Dans la nuit du 24 au 25 janvier 2018, des Florennois ont dû faire appel à la police car un de leurs amis, ivre, refusait de quitter les lieux. Quatre policiers sont intervenus mais leur venue n’a pas changé grand-chose. Le récalcitrant s’est d’abord montré insultant puis violent lorsqu’il a fallu procéder à son interpellation. "Les policiers ont essuyé des coups de pied et des insultes. Il a même tenté d’en mordre un. L’une des policières était enceinte et a été en incapacité de travail pendant trois mois", précisait l’avocat des parties civiles à l’audience. Un autre policier a quant à lui eu une dent cassée. Quelques heures plus tôt, il avait volé une carte de crédit à un ami et une bouteille de vodka rouge.

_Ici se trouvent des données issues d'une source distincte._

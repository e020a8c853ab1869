//! Environment-sourced configuration, loaded once at startup.
use std::env;
use thiserror::Error;
use url::Url;

const DEFAULT_DATABASE_URL: &str = "sqlite://data/citybot.db";
const DEFAULT_WEB_PORT: u16 = 8000;
const DEFAULT_STATIC_DIR: &str = "static";

#[derive(Debug, Error)]
pub enum ConfigError {
    #[error("missing environment variable {0}")]
    Missing(&'static str),
    #[error("invalid value for {0}: {1}")]
    Invalid(&'static str, String),
}

#[derive(Debug, Clone)]
pub struct Config {
    pub bot_token: String,
    pub database_url: String,
    pub admin_ids: Vec<i64>,
    pub allow_all_users: bool,
    pub webapp_url: Url,
    pub web_port: u16,
    pub static_dir: String,
}

impl Config {
    pub fn from_env() -> Result<Self, ConfigError> {
        let bot_token =
            env::var("TELEGRAM_BOT_TOKEN").map_err(|_| ConfigError::Missing("TELEGRAM_BOT_TOKEN"))?;
        if bot_token.trim().is_empty() {
            return Err(ConfigError::Missing("TELEGRAM_BOT_TOKEN"));
        }

        let database_url =
            env::var("DATABASE_URL").unwrap_or_else(|_| DEFAULT_DATABASE_URL.to_string());

        let admin_ids = match env::var("ADMIN_IDS") {
            Ok(raw) => parse_admin_ids(&raw)?,
            Err(_) => Vec::new(),
        };

        let allow_all_users = env::var("ALLOW_ALL_USERS")
            .map(|raw| parse_flag(&raw))
            .unwrap_or(false);

        let raw_url = env::var("WEBAPP_URL").map_err(|_| ConfigError::Missing("WEBAPP_URL"))?;
        let webapp_url =
            Url::parse(&raw_url).map_err(|err| ConfigError::Invalid("WEBAPP_URL", err.to_string()))?;

        let web_port = match env::var("WEB_PORT") {
            Ok(raw) => raw
                .trim()
                .parse::<u16>()
                .map_err(|_| ConfigError::Invalid("WEB_PORT", raw))?,
            Err(_) => DEFAULT_WEB_PORT,
        };

        let static_dir = env::var("STATIC_DIR").unwrap_or_else(|_| DEFAULT_STATIC_DIR.to_string());

        Ok(Self {
            bot_token,
            database_url,
            admin_ids,
            allow_all_users,
            webapp_url,
            web_port,
            static_dir,
        })
    }
}

/// Parse a comma-separated admin id list, tolerating whitespace and empty
/// segments (`"1, 2,,3"` parses to `[1, 2, 3]`).
fn parse_admin_ids(raw: &str) -> Result<Vec<i64>, ConfigError> {
    raw.split(',')
        .map(str::trim)
        .filter(|part| !part.is_empty())
        .map(|part| {
            part.parse::<i64>()
                .map_err(|_| ConfigError::Invalid("ADMIN_IDS", part.to_string()))
        })
        .collect()
}

fn parse_flag(raw: &str) -> bool {
    matches!(raw.trim().to_ascii_lowercase().as_str(), "1" | "true" | "yes")
}

#[cfg(test)]
mod tests {
    use super::*;
    use temp_env::with_vars;

    #[test]
    fn parse_admin_ids_ok() {
        assert_eq!(parse_admin_ids("123").unwrap(), vec![123]);
        assert_eq!(parse_admin_ids(" 1, 2 ,,3 ").unwrap(), vec![1, 2, 3]);
        assert_eq!(parse_admin_ids("").unwrap(), Vec::<i64>::new());
    }

    #[test]
    fn parse_admin_ids_rejects_garbage() {
        assert!(matches!(
            parse_admin_ids("1,abc"),
            Err(ConfigError::Invalid("ADMIN_IDS", _))
        ));
    }

    #[test]
    fn parse_flag_variants() {
        assert!(parse_flag("1"));
        assert!(parse_flag("true"));
        assert!(parse_flag(" YES "));
        assert!(!parse_flag("0"));
        assert!(!parse_flag("no"));
        assert!(!parse_flag(""));
    }

    #[test]
    fn from_env_full() {
        with_vars(
            [
                ("TELEGRAM_BOT_TOKEN", Some("test-token")),
                ("DATABASE_URL", Some("sqlite::memory:")),
                ("ADMIN_IDS", Some("10,20")),
                ("ALLOW_ALL_USERS", Some("true")),
                ("WEBAPP_URL", Some("https://example.com/app")),
                ("WEB_PORT", Some("9000")),
                ("STATIC_DIR", Some("public")),
            ],
            || {
                let cfg = Config::from_env().unwrap();
                assert_eq!(cfg.bot_token, "test-token");
                assert_eq!(cfg.database_url, "sqlite::memory:");
                assert_eq!(cfg.admin_ids, vec![10, 20]);
                assert!(cfg.allow_all_users);
                assert_eq!(cfg.webapp_url.as_str(), "https://example.com/app");
                assert_eq!(cfg.web_port, 9000);
                assert_eq!(cfg.static_dir, "public");
            },
        );
    }

    #[test]
    fn from_env_defaults() {
        with_vars(
            [
                ("TELEGRAM_BOT_TOKEN", Some("test-token")),
                ("WEBAPP_URL", Some("https://example.com/")),
                ("DATABASE_URL", None::<&str>),
                ("ADMIN_IDS", None),
                ("ALLOW_ALL_USERS", None),
                ("WEB_PORT", None),
                ("STATIC_DIR", None),
            ],
            || {
                let cfg = Config::from_env().unwrap();
                assert_eq!(cfg.database_url, DEFAULT_DATABASE_URL);
                assert!(cfg.admin_ids.is_empty());
                assert!(!cfg.allow_all_users);
                assert_eq!(cfg.web_port, DEFAULT_WEB_PORT);
                assert_eq!(cfg.static_dir, DEFAULT_STATIC_DIR);
            },
        );
    }

    #[test]
    fn from_env_missing_token() {
        with_vars(
            [
                ("TELEGRAM_BOT_TOKEN", None::<&str>),
                ("WEBAPP_URL", Some("https://example.com/")),
            ],
            || {
                assert!(matches!(
                    Config::from_env(),
                    Err(ConfigError::Missing("TELEGRAM_BOT_TOKEN"))
                ));
            },
        );
    }

    #[test]
    fn from_env_bad_webapp_url() {
        with_vars(
            [
                ("TELEGRAM_BOT_TOKEN", Some("t")),
                ("WEBAPP_URL", Some("not a url")),
            ],
            || {
                assert!(matches!(
                    Config::from_env(),
                    Err(ConfigError::Invalid("WEBAPP_URL", _))
                ));
            },
        );
    }
}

Une seconde rébellion lui était reprochée, un mois plus tard. Le prévenu s’était rendu au commissariat de police pour récupérer le cordon de son pull, qui lui avait été retiré lors de cette première scène lorsqu’il a été mis en cellule. Alors que le cordon était introuvable et que l’un des policiers lui a demandé de partir, il se serait montré très insistant, au point d’être violemment arrêté et de s’être ensuite rebellé. Une rébellion contestée par la défense qui indiquait que son client a été victime de gifles, d’une clé de bras et d’un étranglement sans avoir été violent ni insultant. Mais le tribunal n’a pas suivi cette version et l’a condamné à une peine de travail de 150 heures.